The children called him Mario. He was short, stocky and mustachioed, and when spoken to prone to rambling unintelligibly in a voice that seemed to start in the back of his throat and resonate within the deeper regions of his nasal passages. His custodial uniform was a light faded blue, a baby's color. There was a particular mop that he treasured beyond all things, its handle worn smooth and splinterless by his own two hands. He called it "Lucinda," but nobody knew this, though he had whispered her name around the motley crew of mentally handicapped students they sent him for help. They called him Janitor Bob, as did most of the faculty except for Mr. Jameson, who was a child. His daughter, a pale girl named Regina, had explained why they called him Mario, showing him the faded illustration on a Nintendo cartridge. She begged her father to shave his mustache, but he refused. His chin looked weak and sunken without it, and he missed feeling its bristly hairs with his tongue, a habit he performed in the dark closets surrounded by disinfectants and handled tools. He'd sit in his tenebrous abbey, perched on a stool, his spine curved, tongue slithering out to clean the mustache, a rag dangling from his back pocket, the only sounds his breathing and the wet smacking of lips. Meditation, which was what he called it in his head, took place for ten minutes every period. When he was finished, he'd go out and sweep the floors.
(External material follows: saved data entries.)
//! Cross-iteration consistency of species group assignments
//!
//! Each iteration contributes a `species → group` map. From those maps we
//! derive how often each species lands in its modal group and how stable
//! each group's membership is between iterations.

use super::stats::{mean, median, population_std};
use serde::Serialize;
use std::collections::{BTreeMap, BTreeSet};

/// One iteration's assignments: species → group.
pub type IterationAssignments = BTreeMap<String, String>;

/// Jaccard similarity of two sets; two empty sets are identical.
pub fn jaccard<T: Ord>(a: &BTreeSet<T>, b: &BTreeSet<T>) -> f64 {
    let union = a.union(b).count();
    if union == 0 {
        return 1.0;
    }
    a.intersection(b).count() as f64 / union as f64
}

/// Per-species consistency over the iterations it appears in.
#[derive(Debug, Clone, PartialEq, Serialize)]
pub struct ConsistencyRecord {
    pub species: String,
    pub most_common_group: String,
    pub consistency_score: f64,
    /// Distinct groups in first-observed order.
    pub unique_groups: Vec<String>,
    pub group_counts: BTreeMap<String, usize>,
    pub num_different_groups: usize,
    /// Iterations in which the species was assigned at all.
    pub total_iterations: usize,
}

impl ConsistencyRecord {
    /// Build from the labels of one species, in iteration order.
    ///
    /// Returns `None` for an empty label list.
    pub fn from_labels(species: impl Into<String>, labels: &[&str]) -> Option<Self> {
        if labels.is_empty() {
            return None;
        }

        let mut unique_groups: Vec<String> = Vec::new();
        let mut group_counts: BTreeMap<String, usize> = BTreeMap::new();
        for label in labels {
            if !group_counts.contains_key(*label) {
                unique_groups.push(label.to_string());
            }
            *group_counts.entry(label.to_string()).or_insert(0) += 1;
        }

        // First observed group wins ties.
        let mut most_common = &unique_groups[0];
        let mut best = 0;
        for group in &unique_groups {
            let count = group_counts[group];
            if count > best {
                best = count;
                most_common = group;
            }
        }

        Some(Self {
            species: species.into(),
            most_common_group: most_common.clone(),
            consistency_score: best as f64 / labels.len() as f64,
            num_different_groups: unique_groups.len(),
            total_iterations: labels.len(),
            unique_groups,
            group_counts,
        })
    }

    /// `(group, count, percent)` sorted by count, most frequent first.
    pub fn group_frequencies(&self) -> Vec<(&str, usize, f64)> {
        let mut frequencies: Vec<(&str, usize, f64)> = self
            .unique_groups
            .iter()
            .map(|group| {
                let count = self.group_counts.get(group).copied().unwrap_or(0);
                let percent = count as f64 / self.total_iterations as f64 * 100.0;
                (group.as_str(), count, percent)
            })
            .collect();
        frequencies.sort_by(|a, b| b.1.cmp(&a.1));
        frequencies
    }
}

/// Membership stability of one group over the iterations it appears in.
#[derive(Debug, Clone, PartialEq, Serialize)]
pub struct GroupStabilityRecord {
    pub group: String,
    pub iterations_present: usize,
    pub avg_jaccard_similarity: f64,
    pub total_unique_members: usize,
    pub min_size: usize,
    pub max_size: usize,
    pub avg_size: f64,
    pub size_std: f64,
}

impl GroupStabilityRecord {
    /// Build from the member sets of one group. Needs at least two sets.
    pub fn from_member_sets(group: impl Into<String>, sets: &[BTreeSet<String>]) -> Option<Self> {
        if sets.len() < 2 {
            return None;
        }

        let mut similarities = Vec::new();
        for (i, a) in sets.iter().enumerate() {
            for b in &sets[i + 1..] {
                similarities.push(jaccard(a, b));
            }
        }

        let sizes: Vec<usize> = sets.iter().map(BTreeSet::len).collect();
        let sizes_f: Vec<f64> = sizes.iter().map(|&s| s as f64).collect();
        let union: BTreeSet<&String> = sets.iter().flatten().collect();

        Some(Self {
            group: group.into(),
            iterations_present: sets.len(),
            avg_jaccard_similarity: mean(&similarities),
            total_unique_members: union.len(),
            min_size: sizes.iter().copied().min().unwrap_or(0),
            max_size: sizes.iter().copied().max().unwrap_or(0),
            avg_size: mean(&sizes_f),
            size_std: population_std(&sizes_f),
        })
    }
}

/// Consistency and stability records for one region.
#[derive(Debug, Clone, Default, PartialEq, Serialize)]
pub struct ConsistencyAnalysis {
    pub iterations: usize,
    pub species: BTreeMap<String, ConsistencyRecord>,
    pub groups: BTreeMap<String, GroupStabilityRecord>,
}

impl ConsistencyAnalysis {
    /// Analyse a sequence of iterations, in iteration order.
    pub fn compute(iterations: &[IterationAssignments]) -> Self {
        let mut labels: BTreeMap<&str, Vec<&str>> = BTreeMap::new();
        let mut member_sets: BTreeMap<&str, Vec<BTreeSet<String>>> = BTreeMap::new();

        for assignments in iterations {
            let mut members: BTreeMap<&str, BTreeSet<String>> = BTreeMap::new();
            for (species, group) in assignments {
                labels.entry(species).or_default().push(group);
                members.entry(group).or_default().insert(species.clone());
            }
            for (group, set) in members {
                member_sets.entry(group).or_default().push(set);
            }
        }

        let species = labels
            .into_iter()
            .filter_map(|(name, groups)| {
                ConsistencyRecord::from_labels(name, &groups).map(|r| (name.to_string(), r))
            })
            .collect();
        let groups = member_sets
            .into_iter()
            .filter_map(|(name, sets)| {
                GroupStabilityRecord::from_member_sets(name, &sets).map(|r| (name.to_string(), r))
            })
            .collect();

        Self {
            iterations: iterations.len(),
            species,
            groups,
        }
    }

    fn scores(&self) -> Vec<f64> {
        self.species.values().map(|r| r.consistency_score).collect()
    }

    pub fn mean_consistency(&self) -> f64 {
        mean(&self.scores())
    }

    pub fn median_consistency(&self) -> f64 {
        median(&self.scores())
    }

    /// Number of distinct groups → number of species with that many.
    pub fn group_count_distribution(&self) -> BTreeMap<usize, usize> {
        let mut distribution = BTreeMap::new();
        for record in self.species.values() {
            *distribution.entry(record.num_different_groups).or_insert(0) += 1;
        }
        distribution
    }

    /// Species scoring below `threshold`, least consistent first.
    pub fn unstable_species(&self, threshold: f64) -> Vec<&ConsistencyRecord> {
        let mut unstable: Vec<&ConsistencyRecord> = self
            .species
            .values()
            .filter(|r| r.consistency_score < threshold)
            .collect();
        unstable.sort_by(|a, b| {
            a.consistency_score
                .total_cmp(&b.consistency_score)
                .then_with(|| a.species.cmp(&b.species))
        });
        unstable
    }

    /// Groups whose size varied, largest variation first.
    pub fn groups_by_size_variation(&self) -> Vec<&GroupStabilityRecord> {
        let mut varied: Vec<&GroupStabilityRecord> =
            self.groups.values().filter(|g| g.size_std > 0.0).collect();
        varied.sort_by(|a, b| b.size_std.total_cmp(&a.size_std));
        varied
    }
}

#[cfg(test)]
mod tests {
    use super::*;

    fn iteration(pairs: &[(&str, &str)]) -> IterationAssignments {
        pairs
            .iter()
            .map(|(s, g)| (s.to_string(), g.to_string()))
            .collect()
    }

    fn set(items: &[&str]) -> BTreeSet<String> {
        items.iter().map(|s| s.to_string()).collect()
    }

    #[test]
    fn test_jaccard_identity_and_disjoint() {
        assert_eq!(jaccard(&set(&["a", "b"]), &set(&["a", "b"])), 1.0);
        assert_eq!(jaccard(&set(&["a"]), &set(&["b"])), 0.0);
        assert_eq!(jaccard(&set(&["a", "b"]), &set(&["a"])), 0.5);
    }

    #[test]
    fn test_same_group_everywhere_is_fully_consistent() {
        let its = vec![
            iteration(&[("A", "Fish")]),
            iteration(&[("A", "Fish")]),
            iteration(&[("A", "Fish")]),
        ];
        let analysis = ConsistencyAnalysis::compute(&its);
        assert_eq!(analysis.species["A"].consistency_score, 1.0);
        assert_eq!(analysis.species["A"].total_iterations, 3);
    }

    #[test]
    fn test_two_identical_iterations() {
        let its = vec![
            iteration(&[("A", "Fish"), ("B", "Fish"), ("C", "Invert")]),
            iteration(&[("A", "Fish"), ("B", "Fish"), ("C", "Invert")]),
        ];
        let analysis = ConsistencyAnalysis::compute(&its);

        assert!(analysis.species.values().all(|r| r.consistency_score == 1.0));
        let fish = &analysis.groups["Fish"];
        assert_eq!(fish.avg_jaccard_similarity, 1.0);
        assert_eq!(fish.min_size, 2);
        assert_eq!(fish.max_size, 2);
        assert_eq!(fish.avg_size, 2.0);
        assert_eq!(fish.size_std, 0.0);
        assert!(analysis.groups_by_size_variation().is_empty());
    }

    #[test]
    fn test_species_switching_group() {
        let its = vec![
            iteration(&[("A", "Fish"), ("B", "Fish")]),
            iteration(&[("A", "Fish"), ("B", "Invert")]),
        ];
        let analysis = ConsistencyAnalysis::compute(&its);

        assert_eq!(analysis.species["A"].consistency_score, 1.0);
        let b = &analysis.species["B"];
        assert_eq!(b.consistency_score, 0.5);
        assert_eq!(b.num_different_groups, 2);
        assert_eq!(analysis.groups["Fish"].avg_jaccard_similarity, 0.5);
        assert_eq!(analysis.groups["Fish"].total_unique_members, 2);
        // Invert only appears once
        assert!(!analysis.groups.contains_key("Invert"));

        let unstable = analysis.unstable_species(0.95);
        assert_eq!(unstable.len(), 1);
        assert_eq!(unstable[0].species, "B");
    }

    #[test]
    fn test_tie_break_prefers_first_observed() {
        let record = ConsistencyRecord::from_labels("X", &["Zoo", "Algae"]).unwrap();
        assert_eq!(record.most_common_group, "Zoo");
        assert_eq!(record.consistency_score, 0.5);
        assert_eq!(record.unique_groups, vec!["Zoo", "Algae"]);
    }

    #[test]
    fn test_species_missing_from_iteration_uses_present_count() {
        let its = vec![
            iteration(&[("A", "Fish"), ("B", "Fish")]),
            iteration(&[("A", "Fish")]),
        ];
        let analysis = ConsistencyAnalysis::compute(&its);
        assert_eq!(analysis.species["B"].total_iterations, 1);
        assert_eq!(analysis.species["B"].consistency_score, 1.0);
        let fish = &analysis.groups["Fish"];
        assert_eq!(fish.min_size, 1);
        assert_eq!(fish.max_size, 2);
        assert_eq!(fish.size_std, 0.5);
    }

    #[test]
    fn test_distribution_and_summary() {
        let its = vec![
            iteration(&[("A", "Fish"), ("B", "Fish")]),
            iteration(&[("A", "Fish"), ("B", "Invert")]),
        ];
        let analysis = ConsistencyAnalysis::compute(&its);
        let distribution = analysis.group_count_distribution();
        assert_eq!(distribution[&1], 1);
        assert_eq!(distribution[&2], 1);
        assert_eq!(analysis.mean_consistency(), 0.75);
        assert_eq!(analysis.median_consistency(), 0.75);
    }

    #[test]
    fn test_group_frequencies_sorted() {
        let record = ConsistencyRecord::from_labels("X", &["A", "B", "B", "C"]).unwrap();
        let frequencies = record.group_frequencies();
        assert_eq!(frequencies[0].0, "B");
        assert_eq!(frequencies[0].1, 2);
        assert_eq!(frequencies[0].2, 50.0);
    }
}
//! Analyze validation use case
//!
//! Reads the outputs of every iteration of one or more validation batches
//! and measures how consistently species, groups and diet interactions were
//! reproduced.

use crate::ports::iteration_reader::{IterationReader, ReaderError};
use ecogroup_domain::{
    AnalysisThresholds, ConsistencyAnalysis, IncompleteIteration, InteractionAnalysis,
    IterationAssignments, RegionAnalysis, ValidationReport,
};
use std::path::{Path, PathBuf};
use std::sync::Arc;
use thiserror::Error;
use tracing::{error, info, warn};

pub const MISSING_ASSIGNMENTS: &str = "species groups";
pub const MISSING_DIET_MATRIX: &str = "diet matrix";

#[derive(Error, Debug)]
pub enum AnalyzeValidationError {
    #[error("No validation directories given")]
    NoRegions,

    #[error("No usable assignment files under {0}")]
    NoAssignments(PathBuf),

    #[error(transparent)]
    Reader(#[from] ReaderError),
}

/// Input for the AnalyzeValidation use case
#[derive(Debug, Clone)]
pub struct AnalyzeValidationInput {
    /// Batch directories, one per region.
    pub regions: Vec<PathBuf>,
    pub thresholds: AnalysisThresholds,
}

impl AnalyzeValidationInput {
    pub fn new(regions: Vec<PathBuf>) -> Self {
        Self {
            regions,
            thresholds: AnalysisThresholds::default(),
        }
    }

    pub fn with_thresholds(mut self, thresholds: AnalysisThresholds) -> Self {
        self.thresholds = thresholds;
        self
    }
}

pub struct AnalyzeValidationUseCase<R: IterationReader> {
    reader: Arc<R>,
}

impl<R: IterationReader> AnalyzeValidationUseCase<R> {
    pub fn new(reader: Arc<R>) -> Self {
        Self { reader }
    }

    /// Analyze every region. A region that fails is logged and left out;
    /// the call fails only when no region could be analyzed.
    pub fn execute(
        &self,
        input: AnalyzeValidationInput,
    ) -> Result<ValidationReport, AnalyzeValidationError> {
        if input.regions.is_empty() {
            return Err(AnalyzeValidationError::NoRegions);
        }

        let mut regions = Vec::new();
        let mut first_error = None;

        for region_dir in &input.regions {
            match self.analyze_region(region_dir, input.thresholds) {
                Ok(region) => regions.push(region),
                Err(e) => {
                    error!("Skipping {}: {}", region_dir.display(), e);
                    first_error.get_or_insert(e);
                }
            }
        }

        if regions.is_empty()
            && let Some(e) = first_error
        {
            return Err(e);
        }

        Ok(ValidationReport {
            generated_at: chrono::Local::now().format("%Y-%m-%d %H:%M:%S").to_string(),
            regions,
        })
    }

    /// Analyze the iterations found under one batch directory.
    pub fn analyze_region(
        &self,
        region_dir: &Path,
        thresholds: AnalysisThresholds,
    ) -> Result<RegionAnalysis, AnalyzeValidationError> {
        let name = region_dir
            .file_name()
            .map(|n| n.to_string_lossy().into_owned())
            .unwrap_or_else(|| region_dir.display().to_string());
        let iterations = self.reader.discover(region_dir)?;
        info!("{}: found {} iteration directories", name, iterations.len());

        let mut assignments: Vec<IterationAssignments> = Vec::new();
        let mut group_iterations = Vec::new();
        let mut matrices = Vec::new();
        let mut matrix_iterations = Vec::new();
        let mut incomplete = Vec::new();

        for files in &iterations {
            let mut missing = Vec::new();

            match &files.assignments {
                Some(path) => match self.reader.read_assignments(path) {
                    Ok(store) => {
                        let species = store.species_assignments();
                        if species.is_empty() {
                            warn!("{}: assignment file holds no species", files.name);
                            missing.push(MISSING_ASSIGNMENTS.to_string());
                        } else {
                            assignments.push(species);
                            group_iterations.push(files.name.clone());
                        }
                    }
                    Err(e) => {
                        warn!("{}: {}", files.name, e);
                        missing.push(MISSING_ASSIGNMENTS.to_string());
                    }
                },
                None => missing.push(MISSING_ASSIGNMENTS.to_string()),
            }

            match &files.diet_matrix {
                Some(path) => match self.reader.read_diet_matrix(path) {
                    Ok(matrix) => {
                        matrices.push(matrix);
                        matrix_iterations.push(files.name.clone());
                    }
                    Err(e) => {
                        warn!("{}: {}", files.name, e);
                        missing.push(MISSING_DIET_MATRIX.to_string());
                    }
                },
                None => missing.push(MISSING_DIET_MATRIX.to_string()),
            }

            if !missing.is_empty() {
                incomplete.push(IncompleteIteration {
                    name: files.name.clone(),
                    missing,
                });
            }
        }

        if assignments.is_empty() {
            return Err(AnalyzeValidationError::NoAssignments(
                region_dir.to_path_buf(),
            ));
        }

        let consistency = ConsistencyAnalysis::compute(&assignments);
        let interactions = if matrices.is_empty() {
            warn!("{}: no diet matrices, skipping interaction analysis", name);
            None
        } else {
            Some(InteractionAnalysis::compute(&matrices))
        };

        info!(
            "{}: {} species over {} iterations, {} diet matrices",
            name,
            consistency.species.len(),
            assignments.len(),
            matrices.len()
        );

        Ok(
            RegionAnalysis::new(name, consistency, interactions, thresholds)
                .with_iterations(group_iterations, matrix_iterations)
                .with_incomplete(incomplete),
        )
    }
}

#[cfg(test)]
mod tests {
    use super::*;
    use crate::ports::iteration_reader::IterationFiles;
    use ecogroup_domain::{AssignmentStore, DietMatrix, TaxonNode};
    use std::collections::HashMap;

    /// Serves iterations from memory; paths are lookup keys.
    #[derive(Default)]
    struct MemoryReader {
        iterations: HashMap<PathBuf, Vec<IterationFiles>>,
        stores: HashMap<PathBuf, AssignmentStore>,
        matrices: HashMap<PathBuf, DietMatrix>,
    }

    impl MemoryReader {
        fn add_iteration(
            &mut self,
            region: &str,
            name: &str,
            store: Option<AssignmentStore>,
            matrix: Option<DietMatrix>,
        ) {
            let dir = PathBuf::from(region).join(name);
            let assignments = store.map(|s| {
                let path = dir.join("groups.json");
                self.stores.insert(path.clone(), s);
                path
            });
            let diet_matrix = matrix.map(|m| {
                let path = dir.join("diet.csv");
                self.matrices.insert(path.clone(), m);
                path
            });
            self.iterations
                .entry(PathBuf::from(region))
                .or_default()
                .push(IterationFiles {
                    name: name.to_string(),
                    dir,
                    assignments,
                    diet_matrix,
                });
        }
    }

    impl IterationReader for MemoryReader {
        fn discover(&self, region_dir: &Path) -> Result<Vec<IterationFiles>, ReaderError> {
            self.iterations
                .get(region_dir)
                .cloned()
                .ok_or_else(|| ReaderError::Io {
                    path: region_dir.to_path_buf(),
                    message: "not found".into(),
                })
        }

        fn read_assignments(&self, path: &Path) -> Result<AssignmentStore, ReaderError> {
            self.stores.get(path).cloned().ok_or_else(|| ReaderError::Decode {
                path: path.to_path_buf(),
                message: "bad json".into(),
            })
        }

        fn read_diet_matrix(&self, path: &Path) -> Result<DietMatrix, ReaderError> {
            self.matrices.get(path).cloned().ok_or_else(|| ReaderError::Decode {
                path: path.to_path_buf(),
                message: "bad csv".into(),
            })
        }
    }

    fn store(pairs: &[(&str, &str)]) -> AssignmentStore {
        let mut store = AssignmentStore::new();
        for (species, group) in pairs {
            store.assign(*group, *species, TaxonNode::leaf("1"));
        }
        store
    }

    fn matrix(value: f64) -> DietMatrix {
        let mut m = DietMatrix::new();
        m.set("Cod", "Shrimp", value);
        m
    }

    #[test]
    fn test_region_consistency_and_interactions() {
        let mut reader = MemoryReader::default();
        reader.add_iteration(
            "north_sea",
            "north_sea_1",
            Some(store(&[("Gadus morhua", "Fish"), ("Crangon crangon", "Shrimp")])),
            Some(matrix(0.4)),
        );
        reader.add_iteration(
            "north_sea",
            "north_sea_2",
            Some(store(&[("Gadus morhua", "Fish"), ("Crangon crangon", "Benthos")])),
            Some(matrix(0.4)),
        );
        reader.add_iteration(
            "north_sea",
            "north_sea_3",
            Some(store(&[("Gadus morhua", "Fish"), ("Crangon crangon", "Shrimp")])),
            None,
        );

        let use_case = AnalyzeValidationUseCase::new(Arc::new(reader));
        let report = use_case
            .execute(AnalyzeValidationInput::new(vec![PathBuf::from("north_sea")]))
            .unwrap();

        let region = &report.regions[0];
        assert_eq!(region.name, "north_sea");
        assert_eq!(region.group_iterations.len(), 3);
        assert_eq!(region.matrix_iterations.len(), 2);
        assert_eq!(region.incomplete.len(), 1);
        assert_eq!(region.incomplete[0].missing, vec![MISSING_DIET_MATRIX]);
        assert_eq!(region.summary.species_analyzed, 2);
        assert_eq!(region.summary.unstable_species, vec!["Crangon crangon"]);

        let interactions = region.interactions.as_ref().unwrap();
        assert_eq!(interactions.interactions.len(), 1);
        assert!((interactions.interactions[0].stability_score - 1.0).abs() < 1e-9);
    }

    #[test]
    fn test_unreadable_files_are_excluded() {
        let mut reader = MemoryReader::default();
        reader.add_iteration(
            "baltic",
            "baltic_1",
            Some(store(&[("Gadus morhua", "Fish")])),
            None,
        );
        reader.iterations.get_mut(Path::new("baltic")).unwrap().push(IterationFiles {
            name: "baltic_2".into(),
            dir: PathBuf::from("baltic/baltic_2"),
            assignments: Some(PathBuf::from("baltic/baltic_2/broken.json")),
            diet_matrix: None,
        });

        let use_case = AnalyzeValidationUseCase::new(Arc::new(reader));
        let region = use_case
            .analyze_region(Path::new("baltic"), AnalysisThresholds::default())
            .unwrap();

        assert_eq!(region.group_iterations, vec!["baltic_1"]);
        assert!(region.interactions.is_none());
        assert_eq!(region.incomplete.len(), 2);
    }

    #[test]
    fn test_region_without_assignments_fails() {
        let mut reader = MemoryReader::default();
        reader.add_iteration("empty", "empty_1", None, Some(matrix(0.1)));

        let use_case = AnalyzeValidationUseCase::new(Arc::new(reader));
        let err = use_case
            .execute(AnalyzeValidationInput::new(vec![PathBuf::from("empty")]))
            .unwrap_err();
        assert!(matches!(err, AnalyzeValidationError::NoAssignments(_)));
    }

    #[test]
    fn test_failed_region_is_left_out() {
        let mut reader = MemoryReader::default();
        reader.add_iteration(
            "north_sea",
            "north_sea_1",
            Some(store(&[("Gadus morhua", "Fish")])),
            None,
        );

        let use_case = AnalyzeValidationUseCase::new(Arc::new(reader));
        let report = use_case
            .execute(AnalyzeValidationInput::new(vec![
                PathBuf::from("missing"),
                PathBuf::from("north_sea"),
            ]))
            .unwrap();
        assert_eq!(report.regions.len(), 1);
    }
}
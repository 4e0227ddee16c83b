//! Result formatting

pub mod console;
The dirt they tracked in was tremendous. Huge chunks of mud came off of steel-toed boots; grime and gum were left by their sneakers. He could read their tracks like a huntsman, identifying the various cliques by their footwear. The Rednecks were the worst, for they seemed to live in filth. No one could ignore the mufferless roar of their jacked-up trucks as they pulled into the parking lot every morning. He had forbidden his daughter to date any one of them, for what good that did. At home he sank into a bottomless recliner and let the television sing him to sleep.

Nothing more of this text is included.